We update our books every year and in order to do this we have to keep track of change in statute law and important new cases. We have to decide what is relevant for inclusion and what is not, generally it’s not too difficult to call, but sometimes we can get sidetracked by something really interesting which just doesn’t quite fit into our guides.
Sarafin v Malkiewicz is just such a case and since we’ve decided not to include it in next year’s guides we thought we’d blog about it. Who knows, it might just be useful to you for an essay. The case was a defamation action brought against a London based Polish newspaper. The claimant was a litigant in person who worked with a McKenzie friend. The defence was one of justification and that the article was in the public interest and therefore covered by s.4 Defamation Act 2013. The High Court found for the defendants, and the matter was appealed to the Court of Appeal which found that the s.4 defence was not applicable and remitted the case back to the High Court for damages to be quantified. The matter was then appealed to the Supreme Court.
The Supreme Court found that the original trial was unfair and ordered a retrial. The Supreme Court did not hold back in its criticism of the trial judge. There had been a “barrage of hostility” towards the claimant and the judge had “harassed and intimidated him” using “immoderate, ill-tempered and at times offensive language at many different points”. The claimant had not been allowed to put his case and it had not been adjudicated. The judge had repeatedly interrupted, and it appears that he had made a quick decision that the claim was without merit and that the hearing was a waste of public money. Of course, this means that the trial judge had failed completely at his job of listening to evidence and making a decision.
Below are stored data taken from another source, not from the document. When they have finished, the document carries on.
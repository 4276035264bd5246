//! Pricing engine: per-asset totals and the display rounding rule.
//!
//! Every total shown or aggregated goes through [`round_display`], which
//! snaps the fractional part into half-unit buckets at the quarter marks.
//! Totals are recomputed on every call and never stored.

use serde::Serialize;

use crate::catalog::AssetKind;

/// Seconds per minute, used to fold `duration_seconds` into minutes.
pub const SECS_PER_MINUTE: f64 = 60.0;

/// Fractional part below which a value rounds down to its integer part.
const LOWER_QUARTER: f64 = 0.25;
/// Fractional part at or above which a value rounds up to the next integer.
const UPPER_QUARTER: f64 = 0.75;

// ---------------------------------------------------------------------------
// Input contract
// ---------------------------------------------------------------------------

/// Anything the engine can price.
///
/// Implemented by the persisted asset row and by the in-memory seed
/// records. The reel count must come from the same snapshot as the other
/// fields.
pub trait Priceable {
    fn kind(&self) -> AssetKind;
    fn duration_minutes(&self) -> i32;
    fn duration_seconds(&self) -> i32;
    fn per_minute_rate(&self) -> f64;
    fn per_reel_rate(&self) -> f64;
    fn flat_rate(&self) -> f64;
    fn reel_count(&self) -> i64;
}

// ---------------------------------------------------------------------------
// Rounding
// ---------------------------------------------------------------------------

/// Quantize a raw total for display.
///
/// Works on the magnitude: with `i` the truncated integer part and `f` the
/// remainder, `f < 0.25` gives `i`, `f < 0.75` gives `i + 0.5`, anything
/// higher gives `i + 1`. The sign of the input is dropped and not restored.
/// NaN and infinities yield `0.0`.
pub fn round_display(value: f64) -> f64 {
    if !value.is_finite() {
        return 0.0;
    }

    let magnitude = value.abs();
    let integer_part = magnitude.trunc();
    let fractional_part = magnitude - integer_part;

    if fractional_part < LOWER_QUARTER {
        integer_part
    } else if fractional_part < UPPER_QUARTER {
        integer_part + 0.5
    } else {
        integer_part + 1.0
    }
}

// ---------------------------------------------------------------------------
// Engine
// ---------------------------------------------------------------------------

/// Duration in fractional minutes (`minutes + seconds / 60`).
pub fn duration_in_minutes<A: Priceable + ?Sized>(asset: &A) -> f64 {
    f64::from(asset.duration_minutes()) + f64::from(asset.duration_seconds()) / SECS_PER_MINUTE
}

/// Unrounded subtotal for one asset, selected by kind.
///
/// Unknown kinds price at zero.
pub fn precise_total<A: Priceable + ?Sized>(asset: &A) -> f64 {
    match asset.kind() {
        AssetKind::CompositeWithReels => {
            duration_in_minutes(asset) * asset.per_minute_rate()
                + asset.reel_count() as f64 * asset.per_reel_rate()
        }
        AssetKind::SingleLongForm => duration_in_minutes(asset) * asset.per_minute_rate(),
        AssetKind::ShortFormStandalone => asset.flat_rate(),
        AssetKind::Unknown(_) => 0.0,
    }
}

/// Rounded total for one asset.
pub fn total_for<A: Priceable + ?Sized>(asset: &A) -> f64 {
    round_display(precise_total(asset))
}

/// Sum of per-asset rounded totals.
///
/// Each asset is rounded before summation; this is not the same as
/// rounding the sum of precise subtotals.
pub fn grand_total<'a, A, I>(assets: I) -> f64
where
    A: Priceable + ?Sized + 'a,
    I: IntoIterator<Item = &'a A>,
{
    assets.into_iter().map(|a| total_for(a)).sum()
}

// ---------------------------------------------------------------------------
// Quote
// ---------------------------------------------------------------------------

/// How a single asset's total was reached.
#[derive(Debug, Clone, PartialEq, Serialize)]
pub struct PriceQuote {
    pub kind: AssetKind,
    pub duration_minutes: f64,
    pub reel_count: i64,
    pub precise_total: f64,
    pub total: f64,
}

/// Build a [`PriceQuote`] for one asset.
pub fn quote<A: Priceable + ?Sized>(asset: &A) -> PriceQuote {
    let precise = precise_total(asset);
    PriceQuote {
        kind: asset.kind(),
        duration_minutes: duration_in_minutes(asset),
        reel_count: asset.reel_count(),
        precise_total: precise,
        total: round_display(precise),
    }
}

// ---------------------------------------------------------------------------
// Tests
// ---------------------------------------------------------------------------
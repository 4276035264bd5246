//! Bearer-token extractor.

use axum::extract::FromRequestParts;
use axum::http::header::AUTHORIZATION;
use axum::http::request::Parts;
use montage_core::error::CoreError;
use montage_core::types::DbId;

use crate::auth::jwt::validate_token;
use crate::error::AppError;
use crate::state::AppState;

/// An admin identified by a valid access token in the `Authorization` header.
///
/// ```ignore
/// async fn handler(admin: AuthAdmin) -> AppResult<StatusCode> {
///     tracing::info!(admin_id = admin.admin_id, "handling request");
///     Ok(StatusCode::NO_CONTENT)
/// }
/// ```
#[derive(Debug, Clone)]
pub struct AuthAdmin {
    pub admin_id: DbId,
    pub role: String,
}

impl FromRequestParts<AppState> for AuthAdmin {
    type Rejection = AppError;

    async fn from_request_parts(
        parts: &mut Parts,
        state: &AppState,
    ) -> Result<Self, Self::Rejection> {
        let header = parts
            .headers
            .get(AUTHORIZATION)
            .and_then(|v| v.to_str().ok())
            .ok_or_else(|| unauthorized("Missing Authorization header"))?;

        let token = header
            .strip_prefix("Bearer ")
            .ok_or_else(|| unauthorized("Invalid Authorization format. Expected: Bearer <token>"))?;

        let claims = validate_token(token, &state.config.jwt)
            .map_err(|_| unauthorized("Invalid or expired token"))?;

        Ok(AuthAdmin {
            admin_id: claims.sub,
            role: claims.role,
        })
    }
}

fn unauthorized(msg: &str) -> AppError {
    AppError::Core(CoreError::Unauthorized(msg.into()))
}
It might be worth looking out for the retrial on the issue of any ruling on s.4. Would be litigators should also note that managing a case for a client with a litigant in person on the other side is tricky. It’s essential that justice is seen to be done and sometimes clients can get tetchy because their teams seem to be helping the other side. This case makes clear the need for courtesy and patience and this can apply as much to solicitors and barristers as to judges. Sometimes you might need to bend over backwards to explain things and to help get things ready for a trial. Better to do that than be stuck with a retrial!